SPD FULDA
SPD STADTVERBAND FULDA

Pressemitteilung:

Fulda, 11. März 2013
Kreismittel in Gesundheit und gutes Patientenumfeld, statt in gescheiterte Breitbandidee zu stecken

Kreis-SPD fordert 2,5-Millionen-Zuschuss an Stadt für Klinikum

+Günter Strelitz (Eichenzell)

„Das Klinikum Fulda hat eine herausgehobene Stellung in Osthessen und strahlt weit über den Landkreis Fulda hinaus. Die SPD Kreistagsfraktion sieht die Bedeutung sowie die Verantwortung des Landkreises Fulda für das Krankenhaus der Maximal-versorgung und wird aus diesem Grund im Rahmen der Haushaltsberatungen einen Änderungsantrag stellen, der einen 2,5-Millionen-EURO-Zuschuss an die Stadt Fulda zur Verwendung für das Klinikum im Jahr 2013 vorsieht.“, betont der Fraktionsvorsitzende der SPD Kreistagsfraktion Günter Strelitz in der Presseerklärung und fügt an, dass auch in den Folgejahren Investitionszuwendungen seitens des Kreises für die Modernisierung geleistet werden sollen.

Die Stadt trägt mit einem Zuschuss von 12,2 Millionen EURO bereits einen Großteil der Last für das neue OP-Zentrum und das Klinikum kann wegen der Krisen aus der Vergangenheit finanziell nicht zur Modernisierung und Erweiterung beitragen. Die Zuwendung soll nach Auffassung der Kreis SPD dazu beitragen, dass das Klinikum in kommunaler Trägerschaft bleibt, die Arbeitsplätze gesichert werden und natürlich die medizinische Versorgung in der Region und die Qualität der Krankenpflege sowie die Sicherheit der Patienten gewährleistet werden kann. Zum Wohle der Patienten ist das Geld sehr gut verwendet und vielleicht trägt der Mitteleinsatz auch zur baldigen Renovierung der Patientenzimmer im Haupthaus bei.
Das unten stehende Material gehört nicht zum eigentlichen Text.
#[cfg(test)]
mod tests {
    use std::collections::BTreeSet;

    use super::*;
    use crate::error::assert_lottery_error;

    fn pool_with_players(players: &[Pubkey]) -> TokenPool {
        let mut pool = TokenPool::new_for_test(Pubkey::new_unique());
        for player in players {
            pool.record_purchase(*player, DEFAULT_TICKET_PRICE, 1).unwrap();
        }
        pool
    }

    #[test]
    fn eleven_players_default_price_three_winners() {
        let lottery = Lottery::new_for_test(Pubkey::new_unique());
        let players: Vec<Pubkey> = (0..11).map(|_| Pubkey::new_unique()).collect();
        let mut pool = pool_with_players(&players);
        let pooled_balance = DEFAULT_TICKET_PRICE * 11;

        let plan = plan_draw(&pool, &lottery, &pool.mint, b"random", &[0u8; 32], pooled_balance)
            .unwrap();

        assert_eq!(plan.round, 0);
        assert_eq!(plan.winners.len(), 3);
        assert_eq!(plan.winners.iter().collect::<BTreeSet<_>>().len(), 3);
        assert!(plan.winners.iter().all(|winner| players.contains(winner)));
        assert_eq!(
            plan.split.owner_share,
            pooled_balance * u64::from(lottery.owner_rate) / 100
        );
        assert_eq!(plan.split.total(), pooled_balance);
        assert!(plan.split.prizes().all(|prize| prize > 0));

        pool.settle_draw(plan.winners.clone()).unwrap();
        assert!(pool.entries.is_empty());
        assert_eq!(pool.winners, plan.winners);
        assert_eq!(pool.round, 1);
    }

    #[test]
    fn too_few_participants_is_rejected() {
        let lottery = Lottery::new_for_test(Pubkey::new_unique());
        let players: Vec<Pubkey> = (0..2).map(|_| Pubkey::new_unique()).collect();
        let pool = pool_with_players(&players);

        assert_lottery_error(
            plan_draw(&pool, &lottery, &pool.mint, b"random", &[0u8; 32], 10_000_000),
            LotteryError::InsufficientParticipants,
        );
        assert_eq!(pool.entries, players);
    }

    #[test]
    fn unsupported_pool_is_rejected() {
        let lottery = Lottery::new_for_test(Pubkey::new_unique());
        let players: Vec<Pubkey> = (0..5).map(|_| Pubkey::new_unique()).collect();
        let mut pool = pool_with_players(&players);
        pool.delist().unwrap();

        assert_lottery_error(
            plan_draw(&pool, &lottery, &pool.mint, b"random", &[0u8; 32], 25_000_000),
            LotteryError::UnsupportedToken,
        );
    }

    #[test]
    fn plan_follows_winners_count_and_rate() {
        let owner = Pubkey::new_unique();
        let mut lottery = Lottery::new_for_test(owner);
        lottery.set_winners_count(&owner, 5).unwrap();
        lottery.set_owner_rate(&owner, 7).unwrap();

        let players: Vec<Pubkey> = (0..8).map(|_| Pubkey::new_unique()).collect();
        let pool = pool_with_players(&players);
        let pooled_balance = 40_000_003;

        let plan =
            plan_draw(&pool, &lottery, &pool.mint, b"seed", &[3u8; 32], pooled_balance).unwrap();

        assert_eq!(plan.winners.len(), 5);
        assert_eq!(plan.split.owner_share, 2_800_000);
        assert_eq!(plan.split.total(), pooled_balance);
        assert!(plan.split.remainder < 5);
    }

    #[test]
    fn next_round_draws_differently() {
        let lottery = Lottery::new_for_test(Pubkey::new_unique());
        let players: Vec<Pubkey> = (0..30).map(|_| Pubkey::new_unique()).collect();
        let mut pool = pool_with_players(&players);

        let outcomes: BTreeSet<Vec<Pubkey>> = (0..5)
            .map(|_| {
                let plan =
                    plan_draw(&pool, &lottery, &pool.mint, b"same seed", &[0u8; 32], 1_000)
                        .unwrap();
                pool.settle_draw(plan.winners.clone()).unwrap();
                for player in &players {
                    pool.record_purchase(*player, DEFAULT_TICKET_PRICE, 1).unwrap();
                }
                plan.winners
            })
            .collect();

        assert!(outcomes.len() > 1);
        assert_eq!(pool.round, 5);
    }

    #[test]
    fn owner_share_is_the_floor_of_the_rate() {
        let owner = Pubkey::new_unique();
        let mut lottery = Lottery::new_for_test(owner);
        lottery.set_owner_rate(&owner, 33).unwrap();
        let players: Vec<Pubkey> = (0..3).map(|_| Pubkey::new_unique()).collect();
        let pool = pool_with_players(&players);

        for pooled_balance in [0u64, 1, 99, 100, 15_000_001, u64::MAX] {
            let plan =
                plan_draw(&pool, &lottery, &pool.mint, b"seed", &[0u8; 32], pooled_balance)
                    .unwrap();
            let expected = (u128::from(pooled_balance) * 33 / 100) as u64;
            assert_eq!(plan.split.owner_share, expected);
            assert_eq!(plan.split.total(), pooled_balance);
        }
    }

    #[test]
    fn committed_draw_keeps_its_winners_count() {
        let owner = Pubkey::new_unique();
        let mut lottery = Lottery::new_for_test(owner);
        let players: Vec<Pubkey> = (0..3).map(|_| Pubkey::new_unique()).collect();
        let mut pool = pool_with_players(&players);

        pool.begin_draw(lottery.winners_count, Pubkey::new_unique(), seed_commitment(b"s"), 10)
            .unwrap();
        lottery.set_winners_count(&owner, 6).unwrap();

        let plan =
            plan_draw(&pool, &lottery, &pool.mint, b"s", &[5u8; 32], 15_000_000).unwrap();
        assert_eq!(plan.winners.len(), 3);
    }

    #[test]
    fn uncommitted_pool_accepts_any_seed() {
        let pool = pool_with_players(&[Pubkey::new_unique()]);
        check_commitment(&pool, b"anything", None).unwrap();
        check_commitment(&pool, b"", Some(Pubkey::new_unique())).unwrap();
    }

    #[test]
    fn committed_pool_requires_its_account_and_seed() {
        let players: Vec<Pubkey> = (0..3).map(|_| Pubkey::new_unique()).collect();
        let mut pool = pool_with_players(&players);
        let randomness = Pubkey::new_unique();
        pool.begin_draw(3, randomness, seed_commitment(b"committed seed"), 10)
            .unwrap();

        assert_lottery_error(
            check_commitment(&pool, b"committed seed", None),
            LotteryError::IncorrectRandomnessAccount,
        );
        assert_lottery_error(
            check_commitment(&pool, b"committed seed", Some(Pubkey::new_unique())),
            LotteryError::IncorrectRandomnessAccount,
        );
        assert_lottery_error(
            check_commitment(&pool, b"another seed", Some(randomness)),
            LotteryError::SeedMismatch,
        );
        check_commitment(&pool, b"committed seed", Some(randomness)).unwrap();
    }

    fn winner_account(mint: Pubkey, owner: Pubkey) -> WinnerAccount {
        WinnerAccount {
            mint,
            owner,
            writable: true,
            frozen: false,
        }
    }

    #[test]
    fn winner_accounts_must_match_selection() {
        let mint = Pubkey::new_unique();
        let winners: Vec<Pubkey> = (0..3).map(|_| Pubkey::new_unique()).collect();
        let accounts: Vec<WinnerAccount> =
            winners.iter().map(|winner| winner_account(mint, *winner)).collect();

        check_winner_accounts(&winners, &mint, &accounts).unwrap();
        assert_lottery_error(
            check_winner_accounts(&winners, &mint, &accounts[..2]),
            LotteryError::WinnerAccountsMissing,
        );

        let mut swapped = accounts.clone();
        swapped.swap(0, 1);
        assert_lottery_error(
            check_winner_accounts(&winners, &mint, &swapped),
            LotteryError::WinnerAccountMismatch,
        );

        let mut other_mint = accounts.clone();
        other_mint[2].mint = Pubkey::new_unique();
        assert_lottery_error(
            check_winner_accounts(&winners, &mint, &other_mint),
            LotteryError::WinnerAccountMismatch,
        );

        let mut read_only = accounts.clone();
        read_only[1].writable = false;
        assert_lottery_error(
            check_winner_accounts(&winners, &mint, &read_only),
            LotteryError::WinnerAccountMismatch,
        );

        let mut frozen = accounts;
        frozen[0].frozen = true;
        assert_lottery_error(
            check_winner_accounts(&winners, &mint, &frozen),
            LotteryError::WinnerAccountMismatch,
        );
    }

    #[test]
    fn winner_account_is_decoded_from_token_data() {
        use anchor_spl::token::spl_token;
        use solana_program::program_pack::Pack;

        let key = Pubkey::new_unique();
        let mint = Pubkey::new_unique();
        let winner = Pubkey::new_unique();
        let token_program = spl_token::ID;
        let mut lamports = 1u64;
        let mut data = vec![0u8; spl_token::state::Account::LEN];
        spl_token::state::Account {
            mint,
            owner: winner,
            amount: 0,
            state: spl_token::state::AccountState::Frozen,
            ..Default::default()
        }
        .pack_into_slice(&mut data);
        let account_info =
            AccountInfo::new(&key, false, true, &mut lamports, &mut data, &token_program, false, 0);

        let decoded = decode_winner_account(&account_info, &token_program).unwrap();
        assert_eq!(
            decoded,
            WinnerAccount {
                mint,
                owner: winner,
                writable: true,
                frozen: true,
            }
        );
        assert_lottery_error(
            decode_winner_account(&account_info, &Pubkey::new_unique()),
            LotteryError::WinnerAccountMismatch,
        );
    }
}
Die SPD bringt auch einen konkreten Deckungsvorschlag, um die 2,5 Millionen EU-RO aufbringen zu können. Da das Breitbandprojekt von Landrat Woide gescheitert ist und die ÜWAG nicht wie ursprünglich geplant im gesamten Kreisgebiet ausbauen kann, sind deutlich geringere, wahrscheinlich weniger als die Hälfte der Ausbaukosten erforderlich und somit konsequenterweise auch die Finanzanlagen um die Hälfte zu reduzieren. Im Klartext bedeutet dies nach Strelitz: „2,5 Mio. EURO sind bereits vom Kreis zur ÜWAG geflossen, dies ist gut so, denn es ist beim Thema schnelles Internet dadurch viel in Bewegung gekommen, aber es ist jetzt wichtiger das Klinikum zum Wohl der Patienten und auch der Beschäftigten zu unterstützen, als weiter in eine Idee zum Breitbandausbau zu investieren, die durch das Ausscheren von Fulda, Petersberg, Künzell, Großenlüder, Kalbach, Neuhof , Bad Salzschlirf, Eichenzell und anderen Gemeinden, die LTE- bzw. Zwischenlösungen realisieren schon lange nicht mehr zu realisieren ist.